READ MORE: More jobs pain for oil sector but signs of optimism ahead

Worst-hit in the North Sea have been the actual operators, but the jobs bloodletting has also had a deleterious knock-on effect on contractors. The related leisure industry – particularly hotels – in the energy hub city of Aberdeen has also caught something of the bow wave since the oil price plummeted from about $115 in the summer of 2014 to $28 in January 2016, before recovering somewhat to a shade under $48 currently. The survey showed that the fallout has not just been in layoffs. More than 40 per cent of those who have kept their jobs have seen their pay cut, and/or benefits changed.

In short, the past two years have not been about a setback for a basically sound energy industry; rather a chronic downturn that has led everyone – energy minnows, medium-rankers and big boys – to reassess existing projects and the criteria for taking on new ones.

The survey says most firms believe the rate of Continental Shelf jobs-cutting will now ease, and two out of three believe the trough of the energy downturn has been reached or will do so within the next year.

People are slightly more optimistic about the future for both the North Sea and the wider international energy industry. But context is vital.
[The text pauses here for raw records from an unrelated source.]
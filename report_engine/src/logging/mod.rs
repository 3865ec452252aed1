//! Global logging module for the report engine
//!
//! Provides a process-wide logging service, data-quality diagnostics
//! collection with an end-of-run summary, and a clean macro interface.

pub mod codes;
pub mod collector;
pub mod events;
pub mod macros;
pub mod service;

use std::sync::{Arc, OnceLock};

// Re-export main types
pub use codes::Code;
pub use collector::{DiagnosticsCollector, DiagnosticsSummary};
pub use events::{LogEvent, LogLevel};
pub use service::{ConsoleLogger, Logger, LoggingService, MemoryLogger, StructuredLogger};

// ============================================================================
// GLOBAL STATE
// ============================================================================

static GLOBAL_LOGGER: OnceLock<Arc<LoggingService>> = OnceLock::new();
static GLOBAL_DIAGNOSTICS: OnceLock<Arc<DiagnosticsCollector>> = OnceLock::new();

// ============================================================================
// INITIALIZATION
// ============================================================================

/// Initialize global logging system
pub fn init_global_logging() -> Result<(), String> {
    let logging_service = Arc::new(LoggingService::console());
    let diagnostics = Arc::new(DiagnosticsCollector::new());

    GLOBAL_LOGGER
        .set(logging_service.clone())
        .map_err(|_| "Global logger already initialized")?;

    GLOBAL_DIAGNOSTICS
        .set(diagnostics)
        .map_err(|_| "Global diagnostics collector already initialized")?;

    // Validate the code metadata table
    let test_codes = ["ERR001", "E005", "E030", "W041"];
    for &code in &test_codes {
        if codes::get_description(code) == "Unknown code" {
            return Err(format!("Missing metadata for code: {}", code));
        }
    }

    let event = events::LogEvent::success(
        codes::success::SYSTEM_INITIALIZATION_COMPLETED,
        "Global logging system initialized",
    );
    logging_service.log_event(event);

    Ok(())
}

/// Initialize with custom service (primarily for testing)
pub fn init_global_logging_with_service(service: Arc<LoggingService>) -> Result<(), String> {
    let diagnostics = Arc::new(DiagnosticsCollector::new());

    GLOBAL_LOGGER
        .set(service)
        .map_err(|_| "Global logger already initialized")?;

    GLOBAL_DIAGNOSTICS
        .set(diagnostics)
        .map_err(|_| "Global diagnostics collector already initialized")?;

    Ok(())
}

/// Check if global logging is initialized
pub fn is_initialized() -> bool {
    GLOBAL_LOGGER.get().is_some() && GLOBAL_DIAGNOSTICS.get().is_some()
}

// ============================================================================
// GLOBAL ACCESS
// ============================================================================

/// Safe access to global logger
pub fn try_get_global_logger() -> Option<&'static LoggingService> {
    GLOBAL_LOGGER.get().map(|service| service.as_ref())
}

/// Safe access to global diagnostics collector
pub fn try_get_global_diagnostics() -> Option<&'static DiagnosticsCollector> {
    GLOBAL_DIAGNOSTICS.get().map(|collector| collector.as_ref())
}

// ============================================================================
// MACRO SUPPORT FUNCTIONS
// ============================================================================

/// Log error with context (used by log_error! macro)
pub fn log_error_with_context(code: Code, message: &str, context: Vec<(&str, &str)>) {
    let mut event = LogEvent::error(code, message);
    for (key, value) in context {
        event = event.with_context(key, value);
    }
    if let Some(logger) = try_get_global_logger() {
        logger.log_event(event);
    }
}

/// Log warning with context (used by log_warning! macro); warnings carrying a
/// "dataset" context key are also recorded in the diagnostics collector
pub fn log_warning_with_context(code: Code, message: &str, context: Vec<(&str, &str)>) {
    let mut event = LogEvent::warning_with_code(code, message);
    for (key, value) in context {
        event = event.with_context(key, value);
    }
    if let Some(dataset_id) = event.context.get("dataset").cloned() {
        if let Some(collector) = try_get_global_diagnostics() {
            collector.record(&dataset_id, event.clone());
        }
    }
    if let Some(logger) = try_get_global_logger() {
        logger.log_event(event);
    }
}

/// Log success with context (used by log_success! macro)
pub fn log_success_with_context(code: Code, message: &str, context: Vec<(&str, &str)>) {
    let mut event = LogEvent::success(code, message);
    for (key, value) in context {
        event = event.with_context(key, value);
    }
    if let Some(logger) = try_get_global_logger() {
        logger.log_event(event);
    }
}

/// Log info with context (used by log_info! macro)
pub fn log_info_with_context(message: &str, context: Vec<(&str, &str)>) {
    let mut event = LogEvent::info(message);
    for (key, value) in context {
        event = event.with_context(key, value);
    }
    if let Some(logger) = try_get_global_logger() {
        logger.log_event(event);
    }
}

// ============================================================================
// RUN SUMMARY
// ============================================================================

/// Get the diagnostics summary for the current run
pub fn get_diagnostics_summary() -> DiagnosticsSummary {
    try_get_global_diagnostics()
        .map(|collector| collector.get_summary())
        .unwrap_or_default()
}

/// Print the data-quality summary collected during the run
pub fn print_diagnostics_summary() {
    if let Some(diagnostics) = try_get_global_diagnostics() {
        println!("{}", collector::format_summary(diagnostics));
    }
}

/// Safe error logging (won't panic if uninitialized)
pub fn safe_log_error(code: Code, message: &str) {
    if let Some(logger) = try_get_global_logger() {
        logger.log_event(LogEvent::error(code, message));
    } else {
        eprintln!("[ERROR] FALLBACK: [{}] {}", code.as_str(), message);
    }
}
The past two years have seen sentiment in the industry fall so low that any pick-up is from an extremely low base. The other depressing thing is that just as in the wider economy major construction projects frequently overrun and cost more than expected, the green shoots of recovery in depressed industries frequently take longer to bloom than anticipated.

The most likely outcome is that next year for oil and gas will have something of a doldrums feel to it, with firms putting most of their hopes for a real recovery in 2018. It has been a long haul.